The port is vertical to all the things That Lebanese protesters say is wrong with their government, difficult with sickness and corruption in almost every aspect of the process.

The daily business of cargo, currently found, is found, multiple parties need a chain of cakeboxes: allowing multiple parties to import For the Customs Inspector, and for the military and other security officers to allow claims of transparent fraud, and to the Ministry of Social Affairs, a luxury vehicle The tax was exempted from disability.

Corruption is stronger than disease. For example, the port's main cargo scanner has not worked properly for years, reducing the bribery-based system of manual cargo inspection.

After the blast, the president, the prime minister and the leaders of Lebanon's security agencies – all of whom were warned about the Ammonium knight - met at the presidential palace to assess what had gone wrong. The meeting is immediately pointed to the divine and the finger, according to one attendee and the other is brief on the discussion.

There wasn't much blame for going around. There is a port of all the main parties and security agencies in Lebanon. Nobody took action to protect him.

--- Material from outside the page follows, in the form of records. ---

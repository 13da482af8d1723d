use std::future::Future;
use std::pin::Pin;
use std::sync::atomic::{AtomicU64, Ordering};
use std::sync::Arc;
use std::task::{Context, Poll};
use std::time::{Duration, Instant};

use async_trait::async_trait;
use futures_core::Stream;
use log::{info, trace};
use tokio::sync::OwnedSemaphorePermit;

use linkload_http::{ConstantArrivalRate, ExecutorSpec};
use linkload_metrics::RunStats;

use crate::rate_spec::scaled;
pub use crate::rate_spec::RateScheme;

mod arrival_rate;
mod rate_spec;
mod shared_iterations;

/// Smallest cycle the arrival generator works with.
pub const MIN_TIME_UNIT: Duration = Duration::from_millis(1);

/// A unit of work the runner starts many times, concurrently.
#[async_trait]
pub trait Iteration: Send + Sync {
    /// `nth` is the zero based sequence number of this start.
    async fn run(&self, nth: u64);
}

/// What an executor did, independent of what the iterations observed.
#[derive(Debug, Clone, Default, PartialEq, Eq)]
pub struct ExecutionReport {
    pub started: u64,
    pub completed: u64,
    pub dropped: u64,
    pub workers_allocated: u32,
    pub elapsed: Duration,
    pub graceful_stop_expired: bool,
}

/// The load-generation engine.
///
/// Setup must complete before iterations start; callers enforce it by awaiting
/// [`Runner::run_setup_once`] before calling [`Runner::run_iterations_concurrently`].
#[async_trait]
pub trait Runner: Send + Sync {
    async fn run_setup_once<F, T>(&self, setup: F) -> T
    where
        F: Future<Output = T> + Send,
        T: Send;

    async fn run_iterations_concurrently<I>(
        &self,
        iteration: Arc<I>,
        spec: &ExecutorSpec,
    ) -> ExecutionReport
    where
        I: Iteration + 'static;
}

/// [`Runner`] on top of the tokio runtime. Iterations are tokio tasks, never more of them in
/// flight than the executor has workers.
pub struct TokioRunner {
    stats: Arc<RunStats>,
}

impl TokioRunner {
    pub fn new(stats: Arc<RunStats>) -> Self {
        TokioRunner { stats }
    }
}

#[async_trait]
impl Runner for TokioRunner {
    async fn run_setup_once<F, T>(&self, setup: F) -> T
    where
        F: Future<Output = T> + Send,
        T: Send,
    {
        let start = Instant::now();
        info!("[run_setup_once] - running setup");
        let result = setup.await;
        info!(
            "[run_setup_once] - setup finished in {}ms",
            start.elapsed().as_millis()
        );
        result
    }

    async fn run_iterations_concurrently<I>(
        &self,
        iteration: Arc<I>,
        spec: &ExecutorSpec,
    ) -> ExecutionReport
    where
        I: Iteration + 'static,
    {
        info!("[run_iterations_concurrently] - executor: {}", spec.name());
        let report = match spec {
            ExecutorSpec::ConstantArrivalRate(spec) => {
                arrival_rate::run(iteration, spec, self.stats.clone()).await
            }
            ExecutorSpec::SharedIterations(spec) => {
                shared_iterations::run(iteration, spec, self.stats.clone()).await
            }
        };
        info!(
            "[run_iterations_concurrently] - started: {}, completed: {}, dropped: {}, workers: {}, elapsed: {:?}",
            report.started,
            report.completed,
            report.dropped,
            report.workers_allocated,
            report.elapsed
        );
        report
    }
}

/// One cycle of an arrival-rate run.
#[derive(Debug, Clone, Copy, PartialEq)]
pub struct Cycle {
    pub nth: u32,
    pub iterations: u32,
    pub length: Duration,
}

/// Based on the rate scheme, yields how many iterations to start in each cycle.
///
/// A trailing partial cycle gets a proportionally scaled count.
#[must_use = "streams do nothing unless polled"]
pub struct ArrivalGenerator {
    time_unit: Duration,
    // number of full cycles
    full_cycles: u32,
    // share of a time unit covered by the last cycle, 0 if there's none
    last_fraction: f64,
    current_count: u32,
    last_rate: Option<u32>,
    rate_scheme: Box<dyn RateScheme + Send>,
}

impl ArrivalGenerator {
    pub fn new(
        duration: Duration,
        time_unit: Duration,
        rate_scheme: Box<dyn RateScheme + Send>,
    ) -> Self {
        let time_unit = time_unit.max(MIN_TIME_UNIT);
        let cycles = duration.as_secs_f64() / time_unit.as_secs_f64();
        let full_cycles = cycles.floor() as u32;
        let mut last_fraction = cycles - full_cycles as f64;
        if last_fraction < 1e-6 {
            last_fraction = 0.0;
        }
        ArrivalGenerator {
            time_unit,
            full_cycles,
            last_fraction,
            current_count: 0,
            last_rate: None,
            rate_scheme,
        }
    }

    pub fn total_cycles(&self) -> u32 {
        if self.last_fraction > 0.0 {
            self.full_cycles + 1
        } else {
            self.full_cycles
        }
    }
}

impl From<&ConstantArrivalRate> for ArrivalGenerator {
    fn from(spec: &ConstantArrivalRate) -> Self {
        ArrivalGenerator::new(spec.duration, spec.time_unit, Box::new(spec.rate))
    }
}

impl Stream for ArrivalGenerator {
    type Item = Cycle;

    fn poll_next(mut self: Pin<&mut Self>, _cx: &mut Context<'_>) -> Poll<Option<Self::Item>> {
        if self.current_count >= self.total_cycles() {
            trace!("finished generating cycles");
            return Poll::Ready(None);
        }
        let nth = self.current_count;
        let last_rate = self.last_rate;
        let rate = self.rate_scheme.next(nth, last_rate);
        self.last_rate = Some(rate);
        self.current_count += 1;
        let cycle = if nth < self.full_cycles {
            Cycle {
                nth,
                iterations: rate,
                length: self.time_unit,
            }
        } else {
            Cycle {
                nth,
                iterations: scaled(rate, self.last_fraction),
                length: self.time_unit.mul_f64(self.last_fraction),
            }
        };
        Poll::Ready(Some(cycle))
    }
}

/// Runs one iteration on its own task; the worker is released when it finishes.
pub(crate) fn spawn_iteration<I>(
    iteration: &Arc<I>,
    nth: u64,
    permit: OwnedSemaphorePermit,
    stats: &Arc<RunStats>,
    completed: &Arc<AtomicU64>,
) where
    I: Iteration + 'static,
{
    let iteration = iteration.clone();
    let stats = stats.clone();
    let completed = completed.clone();
    tokio::spawn(async move {
        trace!("[spawn_iteration] - iteration {} - begin", nth);
        iteration.run(nth).await;
        stats.record_iteration();
        completed.fetch_add(1, Ordering::Relaxed);
        drop(permit);
    });
}

#[cfg(test)]
mod test_common {
    use crate::Iteration;
    use async_trait::async_trait;
    use env_logger::Env;
    use std::sync::atomic::{AtomicU64, Ordering};
    use std::sync::Once;
    use std::time::Duration;

    static INIT: Once = Once::new();

    #[allow(dead_code)]
    pub fn init() {
        INIT.call_once(|| {
            let _ = env_logger::Builder::from_env(Env::default().default_filter_or("debug"))
                .format_timestamp_millis()
                .try_init();
        });
    }

    /// Sleeps for `duration` and tracks how many instances run at the same time.
    #[derive(Default)]
    pub struct Sleeper {
        pub duration: Duration,
        pub runs: AtomicU64,
        pub running: AtomicU64,
        pub max_running: AtomicU64,
    }

    impl Sleeper {
        pub fn new(duration: Duration) -> Self {
            Sleeper {
                duration,
                ..Default::default()
            }
        }
    }

    #[async_trait]
    impl Iteration for Sleeper {
        async fn run(&self, _nth: u64) {
            let running = self.running.fetch_add(1, Ordering::SeqCst) + 1;
            self.max_running.fetch_max(running, Ordering::SeqCst);
            tokio::time::sleep(self.duration).await;
            self.running.fetch_sub(1, Ordering::SeqCst);
            self.runs.fetch_add(1, Ordering::SeqCst);
        }
    }
}

#[cfg(test)]
mod test {
    use crate::test_common::{init, Sleeper};
    use crate::{ArrivalGenerator, Cycle, Runner, TokioRunner};
    use linkload_http::{ConstantArrivalRate, ConstantRate, ExecutorSpec, SharedIterations};
    use linkload_metrics::RunStats;
    use std::sync::atomic::Ordering;
    use std::sync::Arc;
    use std::time::Duration;
    use tokio_stream::StreamExt;

    fn arrival_rate(rate: u32, duration: Duration, pre: u32, max: u32) -> ConstantArrivalRate {
        ConstantArrivalRate {
            rate: ConstantRate {
                count_per_sec: rate,
            },
            time_unit: Duration::from_secs(1),
            duration,
            pre_allocated_workers: pre,
            max_workers: max,
            graceful_stop: Duration::from_secs(5),
            request_bundle_size: 10,
        }
    }

    #[tokio::test]
    async fn generator_with_partial_cycle() {
        let spec = arrival_rate(500, Duration::from_millis(2500), 1, 1);
        let generator = ArrivalGenerator::from(&spec);
        assert_eq!(generator.total_cycles(), 3);
        let cycles = generator.collect::<Vec<_>>().await;
        assert_eq!(
            cycles,
            vec![
                Cycle {
                    nth: 0,
                    iterations: 500,
                    length: Duration::from_secs(1)
                },
                Cycle {
                    nth: 1,
                    iterations: 500,
                    length: Duration::from_secs(1)
                },
                Cycle {
                    nth: 2,
                    iterations: 250,
                    length: Duration::from_millis(500)
                },
            ]
        );
    }

    #[tokio::test]
    async fn generator_with_whole_cycles() {
        let spec = arrival_rate(10, Duration::from_secs(120), 1, 1);
        let generator = ArrivalGenerator::from(&spec);
        assert_eq!(generator.total_cycles(), 120);
        let total: u32 = generator.map(|c| c.iterations).collect::<Vec<_>>().await.iter().sum();
        assert_eq!(total, 1200);
    }

    #[tokio::test]
    async fn run_setup_once_returns_setup_result() {
        let runner = TokioRunner::new(Arc::new(RunStats::new("setup").unwrap()));
        let pool = runner.run_setup_once(async { vec!["a", "b"] }).await;
        assert_eq!(pool, vec!["a", "b"]);
    }

    #[tokio::test(flavor = "multi_thread")]
    async fn dispatch_by_spec() {
        init();
        let stats = Arc::new(RunStats::new("dispatch").unwrap());
        let runner = TokioRunner::new(stats.clone());
        let iteration = Arc::new(Sleeper::new(Duration::from_millis(1)));
        let spec = ExecutorSpec::SharedIterations(SharedIterations {
            iterations: 12,
            workers: 3,
            max_duration: Duration::from_secs(30),
            graceful_stop: Duration::from_secs(5),
        });
        let report = runner
            .run_iterations_concurrently(iteration.clone(), &spec)
            .await;
        assert_eq!(report.completed, 12);
        assert_eq!(iteration.runs.load(Ordering::SeqCst), 12);
        assert_eq!(stats.metrics().iteration_count(), 12);

        let spec = ExecutorSpec::ConstantArrivalRate(arrival_rate(20, Duration::from_secs(1), 10, 20));
        let report = runner
            .run_iterations_concurrently(iteration.clone(), &spec)
            .await;
        assert_eq!(report.started, 20);
        assert_eq!(report.completed, 20);
        assert_eq!(stats.metrics().iteration_count(), 32);
    }
}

"The administration has failed since the birth of Lebanon," Judge Ghassan Oydat, Lebanon's chief public prosecutor, replied.

And a port is running.


Prime Minister Hassan Diab was noticed about the chemicals in early June and planned to visit the port to raise the issue but canceled it, a senior security official said. A statement from Mr. Diab's office said that the visit was "normal inspection" which was due to other, important matters.

In late July, state security warned the top Security Council in a report to the country's most powerful officials, including the heads of Lebanon's security agencies, the president and the prime minister.

On August 4, the government sent a team to fix the hangar.

It is not clear whether his work accidentally lit up the fire that caused the explosion on the same day but this is the most likely situation.